In an earlier post I reported Christine Romer predicted that the stimulus package would add 1.6% GDP to the economy. So, let’s have some fun with her prediction.
When the stimulus bill was passed, the economy was $14,050 B and it has grown to $14,575 B over a year and a half, a difference of $525 B. Now in the same period of time the Federal Government has spent $512 B of the $787 B in the stimulus bill. So, what can we conclude? The stimulus caused the economy to expand by $13 B beyond the stimulus itself? At 3%, that only covers the first year’s interest on the money borrowed for the stimulus.
Let’s keep Christine’s Romer’s 1.6% expansion in mind. We should have grown by $225B more than the stimulus. But not all of our growth can be attributed to the stimulus. Let’s assume that half of the $525B is the product of our individual private labor and companies. Also, we must give some credit to Ben Bernecke and the Federal Reserve’s expansionary money supply policies. Then we are getting about a 50% return on the dollar from the stimulus.

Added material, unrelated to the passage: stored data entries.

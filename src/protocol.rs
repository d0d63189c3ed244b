use std::io;

use thiserror::Error;
use tokio::io::{AsyncRead, AsyncWrite, AsyncWriteExt};

use crate::stream::BufferedReader;

/// Server protocol version this client speaks
pub const VERSION: u32 = 41;

/// Maximum string frame payload (the length prefix is 4 hex digits)
pub const MAX_PAYLOAD: usize = 0xFFFF;

/// Success acknowledgement
pub const OKAY: &[u8; 4] = b"OKAY";

/// Failure acknowledgement, followed by a string frame with the reason
pub const FAIL: &[u8; 4] = b"FAIL";

/// Encode a string frame: 4 lower-case hex digits giving the payload length,
/// followed by the UTF-8 payload.
pub fn encode_frame(payload: &str) -> Result<Vec<u8>, AdbError> {
    if payload.len() > MAX_PAYLOAD {
        return Err(AdbError::PayloadTooLarge(payload.len()));
    }

    let mut bytes = Vec::with_capacity(4 + payload.len());
    bytes.extend_from_slice(format!("{:04x}", payload.len()).as_bytes());
    bytes.extend_from_slice(payload.as_bytes());
    Ok(bytes)
}

/// Parse a 4-digit hex length prefix. Either case is accepted.
pub fn decode_hex_length(digits: &[u8]) -> Result<usize, AdbError> {
    if digits.len() != 4 || !digits.iter().all(|b| b.is_ascii_hexdigit()) {
        return Err(AdbError::Decode(format!(
            "invalid hex length prefix: {:?}",
            String::from_utf8_lossy(digits)
        )));
    }

    let text = std::str::from_utf8(digits).map_err(|e| AdbError::Decode(e.to_string()))?;
    usize::from_str_radix(text, 16).map_err(|e| AdbError::Decode(e.to_string()))
}

/// Write one string frame as a single contiguous write.
pub async fn write_frame<W>(writer: &mut W, payload: &str) -> Result<(), AdbError>
where
    W: AsyncWrite + Unpin,
{
    let frame = encode_frame(payload)?;
    writer.write_all(&frame).await?;
    writer.flush().await?;
    Ok(())
}

/// Read one string frame: length prefix, then that many bytes of UTF-8.
pub async fn read_string_frame<R>(reader: &mut BufferedReader<R>) -> Result<String, AdbError>
where
    R: AsyncRead + Unpin,
{
    let prefix = reader.read_exactly(4).await?;
    let length = decode_hex_length(&prefix)?;
    let payload = reader.read_exactly(length).await?;

    String::from_utf8(payload).map_err(|e| AdbError::Decode(e.to_string()))
}

/// Read an acknowledgement frame.
///
/// `OKAY` succeeds. `FAIL` is followed by a string frame carrying the server's
/// reason, surfaced as [`AdbError::ServerFailure`]. Anything else is
/// [`AdbError::UnexpectedResponse`].
pub async fn read_ack<R>(reader: &mut BufferedReader<R>) -> Result<(), AdbError>
where
    R: AsyncRead + Unpin,
{
    let ack = reader.read_exactly(4).await?;

    if ack == OKAY {
        return Ok(());
    }

    if ack == FAIL {
        let reason = read_string_frame(reader).await?;
        return Err(AdbError::ServerFailure(reason));
    }

    Err(AdbError::UnexpectedResponse([ack[0], ack[1], ack[2], ack[3]]))
}

/// Read the 8-byte little-endian transport id a `host:tport:*` bind emits.
pub async fn read_transport_id<R>(reader: &mut BufferedReader<R>) -> Result<u64, AdbError>
where
    R: AsyncRead + Unpin,
{
    let bytes = reader.read_exactly(8).await?;
    let mut raw = [0u8; 8];
    raw.copy_from_slice(&bytes);
    Ok(u64::from_le_bytes(raw))
}

/// ADB errors
#[derive(Error, Debug)]
pub enum AdbError {
    #[error("transport error: {0}")]
    Transport(#[from] io::Error),

    #[error("adb server failure: {0}")]
    ServerFailure(String),

    #[error("unexpected ack from server: {0:?}")]
    UnexpectedResponse([u8; 4]),

    #[error("stream ended before the read completed")]
    UnexpectedEnd,

    #[error("decode error: {0}")]
    Decode(String),

    #[error("frame payload of {0} bytes exceeds the 16-bit length prefix")]
    PayloadTooLarge(usize),

    #[error("invalid device selector: {0:?}")]
    InvalidSelector(String),

    #[error("device '{0}' reported no transport id")]
    MissingTransportId(String),

    #[error("adb server speaks protocol version {server}, this client speaks {client}")]
    VersionMismatch { server: u32, client: u32 },

    #[error("aborted: {0}")]
    Aborted(String),

    #[error("{0} is not supported by this connector")]
    Unsupported(&'static str),
}
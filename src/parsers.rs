//! Pure parsers for ADB server responses (no I/O).
//! Used by the client commands and directly testable on host.

use serde::{Deserialize, Serialize};

use crate::protocol::AdbError;

/// One online entry from a `host:devices-l` listing.
#[derive(Debug, Clone, PartialEq, Eq, Serialize, Deserialize)]
pub struct DeviceInfo {
    pub serial: String,
    pub product: Option<String>,
    pub model: Option<String>,
    pub device: Option<String>,
    pub transport_id: u64,
}

/// Parse a `host:devices-l` payload.
///
/// Lines have the form `SERIAL STATUS[ KEY:VALUE]…`, separated by any
/// whitespace (the server emits tabs or spaces depending on version). Entries
/// whose status is not `device` are skipped, which keeps offline and
/// unauthorized devices out of the listing. Unknown keys are ignored.
pub fn parse_device_list(payload: &str) -> Result<Vec<DeviceInfo>, AdbError> {
    let mut devices = Vec::new();

    for line in payload.lines() {
        let mut fields = line.split_whitespace();
        let Some(serial) = fields.next() else {
            continue;
        };
        if fields.next() != Some("device") {
            continue;
        }

        let mut product = None;
        let mut model = None;
        let mut device = None;
        let mut transport_id = None;

        for pair in fields {
            let Some((key, value)) = pair.split_once(':') else {
                continue;
            };
            match key {
                "product" => product = Some(value.to_string()),
                "model" => model = Some(value.to_string()),
                "device" => device = Some(value.to_string()),
                "transport_id" => {
                    let id = value.parse::<u64>().map_err(|e| {
                        AdbError::Decode(format!("transport_id {:?}: {}", value, e))
                    })?;
                    transport_id = Some(id);
                }
                _ => {}
            }
        }

        // A transport id of zero is never assigned; treat it as absent.
        let transport_id = match transport_id {
            Some(id) if id != 0 => id,
            _ => return Err(AdbError::MissingTransportId(serial.to_string())),
        };

        devices.push(DeviceInfo {
            serial: serial.to_string(),
            product,
            model,
            device,
            transport_id,
        });
    }

    Ok(devices)
}

/// Parse a `host:version` payload.
///
/// The string frame's content is itself a hex number (historical double
/// encoding, preserved by every adb server).
pub fn parse_version(payload: &str) -> Result<u32, AdbError> {
    let text = payload.trim();
    if text.is_empty() || !text.bytes().all(|b| b.is_ascii_hexdigit()) {
        return Err(AdbError::Decode(format!(
            "invalid version payload: {:?}",
            payload
        )));
    }

    u32::from_str_radix(text, 16).map_err(|e| AdbError::Decode(e.to_string()))
}

/// Split a comma-separated feature list.
pub fn parse_features(payload: &str) -> Vec<String> {
    payload
        .split(',')
        .filter(|f| !f.is_empty())
        .map(|f| f.to_string())
        .collect()
}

Annualized we are growing at something like 2% per year when we should be getting 5-6% in the initial phase coming out of a recession. We shouldn’t be threatened with slipping back into a second recession. In Keynesian terms, the multiplier effect of the stimulus is between .5 and 1 when it should be between 2 and 3.
President Obama wants to add $50B for transportation improvements, and he does not want to call it a stimulus.
When I thought about this post, I thought of some very clever things to say, but now that I laid out this information, I think I’ll stop writing.